Open Access
A Single‐Center Randomized Controlled Trial of Local Methylcobalamin Injection for Subacute Herpetic Neuralgia
Author(s) -
Xu Gang,
Lv ZhongWei,
Feng Yan,
Tang WeiZhen,
Xu Gang Xiao
Publication year - 2013
Publication title -
pain medicine
Language(s) - English
Resource type - Journals
SCImago Journal Rank - 0.893
H-Index - 97
eISSN - 1526-4637
pISSN - 1526-2375
DOI - 10.1111/pme.12081
Subject(s) - medicine , methylcobalamin , anesthesia , allodynia , randomized controlled trial , neuralgia , quality of life (healthcare) , lidocaine , surgery , neuropathic pain , hyperalgesia , nociception , receptor , nursing , vitamin b12
Abstract Objective This study explored the efficacy of local methylcobalamin injection in relieving pain and improving the quality of life among subjects with subacute herpetic neuralgia. Design A single‐center, randomized controlled trial of local methylcobalamin injection was performed. Subjects Ninety‐eight subjects (age, ≥50 years) with unilateral, dermatomal pain ≥4 related to herpes zoster on the torso lasting for 30 days after onset of rash were enrolled. Methods Subjects were randomized to receive local methylcobalamin injection (N = 33), oral methylcobalamin (N = 33), or subcutaneous 1.0% lidocaine injection (N = 32) for 4 weeks. Worst pain severity, global impression of change, continuous spontaneous pain, paroxysmal pain, allodynia, paresthesia, interference with activities of daily living, and quality of life were assessed after 28‐day treatment period. Results Time per group interaction and group difference on overall pain at each follow‐up point were statistically significant ( P < 0.001) among groups.

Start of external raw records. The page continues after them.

use crate::error::{SfdmError, SfdmResult};
use crate::solvers::solver_utils::{NonlinearSystem, clip, csmat_to_dmatrix, solve_dense_lu};
use log::{info, warn};
use nalgebra::DVector;
use std::collections::HashMap;
use tabled::{builder::Builder, settings::Style};

/// Solver settings shared by [`newton`] and
/// [`split_newton`](crate::solvers::split_newton::split_newton).
#[derive(Debug, Clone)]
pub struct NewtonParams {
    pub tolerance: f64,
    pub max_iterations: usize,
    /// keep the Jacobian in sparse storage between assembly and the linear
    /// solve; the solve itself is a dense LU either way
    pub sparse: bool,
    /// initial pseudo-time step; 0 disables pseudo-transient continuation
    pub dt0: f64,
    /// pseudo-time step cap
    pub dtmax: f64,
    /// Armijo backtracking line search on the residual norm
    pub armijo: bool,
    /// per-unknown (lower, upper) bounds enforced by clipping
    pub bounds: Option<Vec<(f64, f64)>>,
}

impl Default for NewtonParams {
    fn default() -> NewtonParams {
        NewtonParams {
            tolerance: 1e-8,
            max_iterations: 100,
            sparse: true,
            dt0: 0.0,
            dtmax: 1.0,
            armijo: false,
            bounds: None,
        }
    }
}

/// Newton iteration on `F(x) = 0` with optional pseudo-transient
/// continuation, Armijo line search and bounds clipping.
///
/// Pseudo-transient continuation blends the Newton step with an implicit
/// Euler pseudo-time term: the linear system becomes `(J + I/dt) s = F`,
/// with `dt` doubled after every accepted step up to `dtmax`. Far from the
/// solution this damps the step; as `dt` grows the iteration turns back into
/// plain Newton.
///
/// Returns `(x, F(x), iterations)`.
pub fn newton<S: NonlinearSystem>(
    system: &mut S,
    x0: DVector<f64>,
    params: &NewtonParams,
) -> SfdmResult<(DVector<f64>, DVector<f64>, usize)> {
    let n = x0.len();
    let mut x = clip(&x0, &params.bounds);
    let mut fx = system.residual(&x)?;
    let mut dt = params.dt0;
    let mut iter: usize = 0;
    let mut linear_solves: usize = 0;

    while fx.norm() > params.tolerance {
        if iter >= params.max_iterations {
            warn!("Maximum number of iterations reached. No solution found.");
            return Err(SfdmError::Solver(
                "maximum number of iterations reached".to_string(),
            ));
        }

        // the linear solve is a dense LU regardless of params.sparse; the
        // flag only governs how callers assemble and hand over the Jacobian
        let jac = system.jacobian(&x)?;
        let mut a = csmat_to_dmatrix(&jac);
        if dt > 0.0 {
            for k in 0..n {
                a[(k, k)] += 1.0 / dt;
            }
        }
        let step = solve_dense_lu(a, &fx)?;
        linear_solves += 1;

        let mut lambda = 1.0;
        if params.armijo {
            // backtrack until sufficient decrease of the residual norm
            let f0 = fx.norm_squared();
            while lambda > 1e-4 {
                let trial = clip(&(&x - lambda * &step), &params.bounds);
                let f_trial = system.residual(&trial)?;
                if f_trial.norm_squared() <= (1.0 - 1e-4 * lambda) * f0 {
                    break;
                }
                lambda *= 0.5;
            }
            if lambda <= 1e-4 {
                warn!("Armijo line search exhausted, taking the smallest step");
            }
        }

        x = clip(&(&x - lambda * &step), &params.bounds);
        fx = system.residual(&x)?;

        if dt > 0.0 {
            dt = (2.0 * dt).min(params.dtmax);
        }
        iter += 1;
        info!(
            "iteration = {}, residual norm = {:e}, lambda = {}",
            iter,
            fx.norm(),
            lambda
        );
    }

    calc_statistics(n, iter, linear_solves);
    Ok((x, fx, iter))
}

fn calc_statistics(n: usize, iterations: usize, linear_solves: usize) {
    let stats = HashMap::from([
        ("length of x vector".to_string(), n),
        ("number of iterations".to_string(), iterations),
        ("number of linear solves".to_string(), linear_solves),
    ]);
    let mut table = Builder::from(stats).build();
    table.with(Style::modern_rounded());
    info!("\n \n CALC STATISTICS \n \n {}", table.to_string());
}

///////////////////////////////////////////////////////////////////////////
//                                 TESTS
///////////////////////////////////////////////////////////////////////////

#[cfg(test)]
pub(crate) struct QuadraticSystem;

// x^2 + y^2 - 10 = 0, x - y - 4 = 0
#[cfg(test)]
impl NonlinearSystem for QuadraticSystem {
    fn residual(&mut self, x: &DVector<f64>) -> SfdmResult<DVector<f64>> {
        Ok(DVector::from_vec(vec![
            x[0] * x[0] + x[1] * x[1] - 10.0,
            x[0] - x[1] - 4.0,
        ]))
    }
    fn jacobian(&mut self, x: &DVector<f64>) -> SfdmResult<sprs::CsMat<f64>> {
        let mut tri = sprs::TriMat::new((2, 2));
        tri.add_triplet(0, 0, 2.0 * x[0]);
        tri.add_triplet(0, 1, 2.0 * x[1]);
        tri.add_triplet(1, 0, 1.0);
        tri.add_triplet(1, 1, -1.0);
        Ok(tri.to_csr())
    }
}

#[test]
fn test_newton_quadratic_system() {
    let mut sys = QuadraticSystem;
    let x0 = DVector::from_vec(vec![2.0, 0.0]);
    let (x, fx, iter) = newton(&mut sys, x0, &NewtonParams::default()).unwrap();
    assert!(fx.norm() < 1e-8);
    assert!(iter > 0);
    approx::assert_relative_eq!(x[0] - x[1], 4.0, epsilon = 1e-8);
}

#[test]
fn test_newton_with_ptc_and_armijo() {
    let mut sys = QuadraticSystem;
    let x0 = DVector::from_vec(vec![10.0, -10.0]);
    let params = NewtonParams {
        dt0: 0.1,
        dtmax: 10.0,
        armijo: true,
        ..Default::default()
    };
    let (_, fx, _) = newton(&mut sys, x0, &params).unwrap();
    assert!(fx.norm() < 1e-8);
}

#[test]
fn test_newton_bounds_select_root() {
    // x^2 - 4 = 0 with x constrained positive: only the root at 2 is
    // reachable
    struct Scalar;
    impl NonlinearSystem for Scalar {
        fn residual(&mut self, x: &DVector<f64>) -> SfdmResult<DVector<f64>> {
            Ok(DVector::from_vec(vec![x[0] * x[0] - 4.0]))
        }
        fn jacobian(&mut self, x: &DVector<f64>) -> SfdmResult<sprs::CsMat<f64>> {
            let mut tri = sprs::TriMat::new((1, 1));
            tri.add_triplet(0, 0, 2.0 * x[0]);
            Ok(tri.to_csr())
        }
    }
    let params = NewtonParams {
        bounds: Some(vec![(0.5, 10.0)]),
        ..Default::default()
    };
    let (x, _, _) = newton(&mut Scalar, DVector::from_vec(vec![5.0]), &params).unwrap();
    approx::assert_relative_eq!(x[0], 2.0, epsilon = 1e-8);
}

#[test]
fn test_newton_iteration_cap() {
    // no real root: x^2 + 1 = 0 never converges
    struct NoRoot;
    impl NonlinearSystem for NoRoot {
        fn residual(&mut self, x: &DVector<f64>) -> SfdmResult<DVector<f64>> {
            Ok(DVector::from_vec(vec![x[0] * x[0] + 1.0]))
        }
        fn jacobian(&mut self, x: &DVector<f64>) -> SfdmResult<sprs::CsMat<f64>> {
            let mut tri = sprs::TriMat::new((1, 1));
            tri.add_triplet(0, 0, 2.0 * x[0] + 1e-3);
            Ok(tri.to_csr())
        }
    }
    let params = NewtonParams {
        max_iterations: 5,
        ..Default::default()
    };
    let res = newton(&mut NoRoot, DVector::from_vec(vec![1.0]), &params);
    assert!(matches!(res, Err(SfdmError::Solver(_))));
}

#[test]
fn test_newton_already_converged_takes_zero_iterations() {
    struct Linear;
    impl NonlinearSystem for Linear {
        fn residual(&mut self, x: &DVector<f64>) -> SfdmResult<DVector<f64>> {
            Ok(DVector::from_vec(vec![x[0] - 1.0]))
        }
        fn jacobian(&mut self, _x: &DVector<f64>) -> SfdmResult<sprs::CsMat<f64>> {
            let mut tri = sprs::TriMat::new((1, 1));
            tri.add_triplet(0, 0, 1.0);
            Ok(tri.to_csr())
        }
    }
    let (_, _, iter) = newton(
        &mut Linear,
        DVector::from_vec(vec![1.0]),
        &NewtonParams::default(),
    )
    .unwrap();
    assert_eq!(iter, 0);
}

In the injected methylcobalamin group, the overall pain ( P < 0.001), continuous spontaneous pain ( P < 0.05), paroxysmal pain ( P < 0.05), and allodynia ( P < 0.05) revealed a significant effect at each follow‐up point as compared with the other groups. Twenty subjects achieved pain reduction ≥50%, 24 perceived worst pain ≤3, 24 stopped using analgesics at end point; activities of daily living and quality of life improved significantly as compared with the other groups ( P < 0.001). Although both of the other groups showed a significant response after the 14‐day treatment ( P < 0.001) compared with the baseline, oral methylcobalamin did not provide any significantly pain relief ( P > 0.05). Conclusions Local methylcobalamin injection was not only efficacious in relieving pain, but also appears to be tolerable and a potential choice of treatment for subacute herpetic neuralgia.